修善寺をぶらぶらと訪ねてみた。こんな仕事をしながら実は初めての修善寺なのだ。今更周囲には云えない。弘法大師空海が大同2年(807年)に開基したとされる古刹修善寺、源頼朝の弟源範頼、息子で二代将軍源頼家が幽閉された源氏滅亡の地でもある。
修善寺へは東海道本線の三島から、伊豆箱根鉄道駿豆線で向かう。駿豆線は10~15分おきに電車が出て行く。地方私鉄としては優秀な部類だろうか。ホームが7から9番線なのは、JR線、新幹線と通しで振ってあるからだ。

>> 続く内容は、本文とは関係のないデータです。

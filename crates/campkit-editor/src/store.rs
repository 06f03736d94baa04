//! Entity store for the open map document
//!
//! Owns the `MapDocument` and is the only place module data changes.
//! Every committed mutation refreshes the affected module's
//! `updated_at`, the document's `updated_at`, and sets the dirty flag;
//! the save collaborator polls `is_dirty` and calls `mark_clean` after
//! a successful save. There are no subscriptions.
//!
//! Command apply/undo and live gesture steps use the crate-internal
//! accessors, which write exact values without clamping or stamping,
//! so undo can restore state bit-for-bit.

use campkit_core::constants::MAX_Z_INDEX;
use campkit_core::error::MapError;
use campkit_core::geometry::MapBounds;
use chrono::Utc;
use uuid::Uuid;

use crate::document::MapDocument;
use crate::model::{Module, ModuleChanges};
use crate::validation;

/// Holds the open map and tracks unsaved changes.
#[derive(Debug, Clone)]
pub struct MapStore {
    document: MapDocument,
    dirty: bool,
}

impl MapStore {
    pub fn new() -> Self {
        Self::from_document(MapDocument::default())
    }

    /// Wrap an existing document. The store starts clean.
    ///
    /// Callers loading untrusted data should go through
    /// `serialization::from_json`, which sanitizes modules first; the
    /// store only guards the bounds it clamps against.
    pub fn from_document(document: MapDocument) -> Self {
        let mut store = Self {
            document,
            dirty: false,
        };
        store.guard_bounds();
        store
    }

    /// Replace the open document. Clears the dirty flag.
    pub fn set_map(&mut self, document: MapDocument) {
        self.document = document;
        self.dirty = false;
        self.guard_bounds();
    }

    fn guard_bounds(&mut self) {
        if !self.document.bounds.is_valid() {
            let fallback = MapBounds::default();
            tracing::warn!(
                attempted = ?self.document.bounds,
                corrected = ?fallback,
                "Invalid map bounds, falling back to default"
            );
            self.document.bounds = fallback;
        }
    }

    pub fn document(&self) -> &MapDocument {
        &self.document
    }

    pub fn bounds(&self) -> MapBounds {
        self.document.bounds
    }

    pub fn module(&self, id: Uuid) -> Option<&Module> {
        self.document.modules.iter().find(|m| m.id == id)
    }

    /// All modules in insertion order.
    pub fn modules(&self) -> &[Module] {
        &self.document.modules
    }

    pub fn contains(&self, id: Uuid) -> bool {
        self.module(id).is_some()
    }

    pub fn len(&self) -> usize {
        self.document.modules.len()
    }

    pub fn is_empty(&self) -> bool {
        self.document.modules.is_empty()
    }

    /// Modules sorted for painting: ascending z-index, insertion order
    /// breaking ties.
    pub fn modules_by_paint_order(&self) -> Vec<&Module> {
        let mut ordered: Vec<&Module> = self.document.modules.iter().collect();
        ordered.sort_by_key(|m| m.z_index);
        ordered
    }

    /// z-index that places a new module above everything else.
    pub fn next_z_index(&self) -> u32 {
        self.document
            .modules
            .iter()
            .map(|m| m.z_index)
            .max()
            .map(|z| (z + 1).min(MAX_Z_INDEX))
            .unwrap_or(0)
    }

    /// Insert a module, clamping its geometry into range.
    ///
    /// Rejects duplicate ids; everything else is corrected with a
    /// warning rather than refused.
    pub fn add_module(&mut self, mut module: Module) -> Result<Uuid, MapError> {
        if self.contains(module.id) {
            return Err(MapError::DuplicateModuleId { id: module.id });
        }
        validation::clamp_geometry(&mut module, self.document.bounds);
        module.updated_at = Utc::now();
        let id = module.id;
        self.document.modules.push(module);
        self.finish_mutation();
        Ok(id)
    }

    /// Apply a sparse patch to a module.
    ///
    /// Out-of-range geometry in the patch is clamped with a warning.
    /// Returns false (and changes nothing) when the id is unknown;
    /// referencing a missing module is a no-op, not an error.
    pub fn update_module(&mut self, id: Uuid, changes: &ModuleChanges) -> bool {
        if changes.is_empty() {
            return self.contains(id);
        }
        let bounds = self.document.bounds;
        let Some(module) = self.module_mut(id) else {
            tracing::debug!(module = %id, "update_module on missing module, ignoring");
            return false;
        };
        changes.apply_to(module);
        validation::clamp_geometry(module, bounds);
        module.updated_at = Utc::now();
        self.finish_mutation();
        true
    }

    /// Clamp and set a module's z-index.
    pub fn reorder_module(&mut self, id: Uuid, z_index: u32) -> bool {
        self.update_module(
            id,
            &ModuleChanges {
                z_index: Some(z_index.min(MAX_Z_INDEX)),
                ..Default::default()
            },
        )
    }

    /// Remove a module, returning it. Missing ids are a no-op.
    pub fn remove_module(&mut self, id: Uuid) -> Option<Module> {
        let index = self.module_index(id)?;
        let removed = self.document.modules.remove(index);
        self.finish_mutation();
        Some(removed)
    }

    /// Remove several modules, returning the ones that existed.
    pub fn remove_modules(&mut self, ids: &[Uuid]) -> Vec<Module> {
        let mut removed = Vec::with_capacity(ids.len());
        for &id in ids {
            if let Some(index) = self.module_index(id) {
                removed.push(self.document.modules.remove(index));
            }
        }
        if !removed.is_empty() {
            self.finish_mutation();
        }
        removed
    }

    /// Replace the whole module list (bulk import).
    ///
    /// Malformed entries are dropped and the rest clamped, so the store
    /// invariants hold regardless of input.
    pub fn set_modules(&mut self, modules: Vec<Module>) {
        let (mut kept, dropped) = validation::sanitize_batch(modules);
        if dropped > 0 {
            tracing::warn!(dropped, "set_modules dropped malformed entries");
        }
        let bounds = self.document.bounds;
        for module in &mut kept {
            validation::clamp_geometry(module, bounds);
        }
        self.document.modules = kept;
        self.finish_mutation();
    }

    pub fn is_dirty(&self) -> bool {
        self.dirty
    }

    /// Reset the dirty flag after a successful save.
    pub fn mark_clean(&mut self) {
        self.dirty = false;
    }

    fn finish_mutation(&mut self) {
        self.document.updated_at = Utc::now();
        self.dirty = true;
    }

    // -- crate-internal surface for commands and gestures --

    /// Exact mutable access. No clamping, no stamping.
    pub(crate) fn module_mut(&mut self, id: Uuid) -> Option<&mut Module> {
        self.document.modules.iter_mut().find(|m| m.id == id)
    }

    pub(crate) fn module_index(&self, id: Uuid) -> Option<usize> {
        self.document.modules.iter().position(|m| m.id == id)
    }

    /// Append a module verbatim (command apply/redo path).
    pub(crate) fn push_module(&mut self, module: Module) {
        self.document.modules.push(module);
    }

    /// Reinsert a module at its original index (undo of a removal).
    pub(crate) fn insert_module_at(&mut self, index: usize, module: Module) {
        let index = index.min(self.document.modules.len());
        self.document.modules.insert(index, module);
    }

    /// Remove by id without stamping (command apply/redo path).
    pub(crate) fn take_module(&mut self, id: Uuid) -> Option<Module> {
        let index = self.module_index(id)?;
        Some(self.document.modules.remove(index))
    }

    pub(crate) fn mark_dirty(&mut self) {
        self.dirty = true;
    }

    pub(crate) fn touch_document(&mut self) {
        self.document.updated_at = Utc::now();
    }
}

impl Default for MapStore {
    fn default() -> Self {
        Self::new()
    }
}

#[cfg(test)]
mod tests {
    use super::*;
    use crate::model::ModuleKind;
    use campkit_core::geometry::{Point, Size};

    fn store_with(modules: Vec<Module>) -> MapStore {
        let mut doc = MapDocument::new("Test");
        doc.modules = modules;
        MapStore::from_document(doc)
    }

    #[test]
    fn test_add_and_lookup() {
        let mut store = MapStore::new();
        let module = Module::new(ModuleKind::Campsite, Point::new(10.0, 10.0));
        let id = store.add_module(module).unwrap();
        assert!(store.contains(id));
        assert_eq!(store.len(), 1);
        assert!(store.is_dirty());
    }

    #[test]
    fn test_add_rejects_duplicate_id() {
        let mut store = MapStore::new();
        let module = Module::new(ModuleKind::Toilet, Point::ZERO);
        let copy = module.clone();
        store.add_module(module).unwrap();
        assert!(matches!(
            store.add_module(copy),
            Err(MapError::DuplicateModuleId { .. })
        ));
        assert_eq!(store.len(), 1);
    }

    #[test]
    fn test_add_clamps_geometry() {
        let mut store = MapStore::new();
        let mut module = Module::new(ModuleKind::Campsite, Point::new(-100.0, 50.0));
        module.size = Size::new(5.0, 40.0);
        let id = store.add_module(module).unwrap();
        let stored = store.module(id).unwrap();
        assert_eq!(stored.size.width, 20.0);
        assert_eq!(stored.position.x, 0.0);
    }

    #[test]
    fn test_update_missing_module_is_noop() {
        let mut store = MapStore::new();
        let changes = ModuleChanges {
            position: Some(Point::new(1.0, 1.0)),
            ..Default::default()
        };
        assert!(!store.update_module(Uuid::new_v4(), &changes));
        assert!(!store.is_dirty());
    }

    #[test]
    fn test_update_stamps_module_and_document() {
        let module = Module::new(ModuleKind::Storage, Point::new(10.0, 10.0));
        let id = module.id;
        let created = module.created_at;
        let mut store = store_with(vec![module]);

        let moved = ModuleChanges {
            position: Some(Point::new(40.0, 40.0)),
            ..Default::default()
        };
        assert!(store.update_module(id, &moved));

        let stored = store.module(id).unwrap();
        assert_eq!(stored.position, Point::new(40.0, 40.0));
        assert_eq!(stored.created_at, created);
        assert!(stored.updated_at >= created);
        assert!(store.is_dirty());
        assert!(store.document().updated_at >= created);
    }

    #[test]
    fn test_paint_order_sorts_by_z_with_stable_ties() {
        let mut a = Module::new(ModuleKind::Campsite, Point::ZERO);
        a.z_index = 5;
        let mut b = Module::new(ModuleKind::Toilet, Point::ZERO);
        b.z_index = 1;
        let mut c = Module::new(ModuleKind::Road, Point::ZERO);
        c.z_index = 5;
        let (ia, ib, ic) = (a.id, b.id, c.id);
        let store = store_with(vec![a, b, c]);

        let order: Vec<Uuid> = store.modules_by_paint_order().iter().map(|m| m.id).collect();
        assert_eq!(order, vec![ib, ia, ic]);
    }

    #[test]
    fn test_next_z_index() {
        let mut store = MapStore::new();
        assert_eq!(store.next_z_index(), 0);
        let mut module = Module::new(ModuleKind::Campsite, Point::ZERO);
        module.z_index = 7;
        store.add_module(module).unwrap();
        assert_eq!(store.next_z_index(), 8);
    }

    #[test]
    fn test_reorder_module_clamps_z() {
        let module = Module::new(ModuleKind::Campsite, Point::ZERO);
        let id = module.id;
        let mut store = store_with(vec![module]);

        assert!(store.reorder_module(id, 4_000));
        assert_eq!(store.module(id).unwrap().z_index, MAX_Z_INDEX);
        assert!(!store.reorder_module(Uuid::new_v4(), 3));
    }

    #[test]
    fn test_mark_clean_clears_dirty() {
        let mut store = MapStore::new();
        store
            .add_module(Module::new(ModuleKind::Campsite, Point::ZERO))
            .unwrap();
        assert!(store.is_dirty());
        store.mark_clean();
        assert!(!store.is_dirty());
    }

    #[test]
    fn test_set_map_clears_dirty_and_guards_bounds() {
        let mut store = MapStore::new();
        store
            .add_module(Module::new(ModuleKind::Campsite, Point::ZERO))
            .unwrap();

        let mut doc = MapDocument::new("Broken bounds");
        doc.bounds = MapBounds::new(10.0, 0.0, 10.0, 5.0);
        store.set_map(doc);
        assert!(!store.is_dirty());
        assert!(store.bounds().is_valid());
    }

    #[test]
    fn test_remove_modules_returns_existing_only() {
        let a = Module::new(ModuleKind::Campsite, Point::ZERO);
        let b = Module::new(ModuleKind::Toilet, Point::ZERO);
        let (ia, ib) = (a.id, b.id);
        let mut store = store_with(vec![a, b]);

        let removed = store.remove_modules(&[ia, Uuid::new_v4(), ib]);
        assert_eq!(removed.len(), 2);
        assert!(store.is_empty());
    }

    #[test]
    fn test_set_modules_sanitizes() {
        let good = Module::new(ModuleKind::Campsite, Point::new(10.0, 10.0));
        let mut bad = Module::new(ModuleKind::Toilet, Point::ZERO);
        bad.size = Size::new(f64::NAN, 40.0);
        bad.position = Point::new(f64::NAN, 0.0);
        let good_id = good.id;

        let mut store = MapStore::new();
        store.set_modules(vec![good, bad]);
        // The NaN position is malformed, the module is dropped.
        assert_eq!(store.len(), 1);
        assert!(store.contains(good_id));
    }
}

どこかで会った顔かと思いきや、ビール工場を訪ねた折に小田原から乗車した大雄山線の車両と一緒だ。同じ鉄道会社であることを今更ながら知る。駿豆線が三島駅を出ると、市街地を抜けるまでは、右へ左へ大きなカーブが連続して3両編成を揺らして往く。
駿豆線1日乗り放題乗車券「旅助け(たびだすけ)」は、三島⇔修善寺往復運賃と同額の1,020円、一度でも途中下車するならお得なキップだ。で早速っと伊豆長岡で途中下車する。その名のとおり伊豆長岡温泉の最寄り駅だ。
温泉に背を向けて、田圃とビニールハウスの風景の中を歩くこと20分、汗が噴き出すころに世界遺産「韮山反射炉」に行き着く。江戸幕府が西欧列強に対抗するため、品川台場などに設置する鉄製大砲を鋳造するために建てられた溶鉱炉が、この韮山反射炉だ。
伊豆長岡からは10分ほどの乗車で、3両編成は修善寺に終着する。隣のホームには東京からやってきた “特急修善寺号が” が暫しの休息中。ところでホームの中央にタイル張りに大鏡を設えた水飲み場があった。国鉄の時代には全国至るところにこんな水飲み場があった気がする。
今や多くの私鉄線で見かけるようになった “鉄道むすめ”、駿豆線のそれは修善寺まきの嬢だ。一昨年新装なった修善寺の駅舎、観光案内所や土産物屋に加えてセブンイレブンがテナントの一角を占めているのが今風だ。駅前ロータリーからは、西伊豆・中伊豆の温泉地へと向かう路線バスが出て行く。平日のタクシーの運転手さんは商売上がったり、とても暇そうだ。
駅前ロータリーから東海バスに乗車して10分ほど揺られると修善寺温泉に到着する。修善寺温泉のシンボル、桂川の清流の中に湧く「独鈷の湯」には、病の父親の身体を洗う少年の孝行に心を打たれた弘法大師空海が、持っていた独鈷で河原の岩を打ち砕いて霊泉を湧き出させたとの言い伝えがある。
昭和20年代までは、修善寺には7つの外湯があって、湯浴み客で賑わったそうだ。往時を偲んで建てられた共同浴場「筥湯」で修善寺の湯を楽しむことができる。檜の香りに包まれてのんびりと湯に浸かる。先客がいらしたので写真は陽光ふりそそぐ天窓をパチリ。
民芸調の「禅風亭なゝ番」で湯上りのビールを呷る。地ビールの “夏の便り” は爽やかな喉ごし、お通しの枝豆が気が利いている。山菜と生わさびでいただく「せいろ」と「とろろそば」がセットになった看板メニューの “禅寺そば” で駿豆線の旅を美味しく〆るのだ。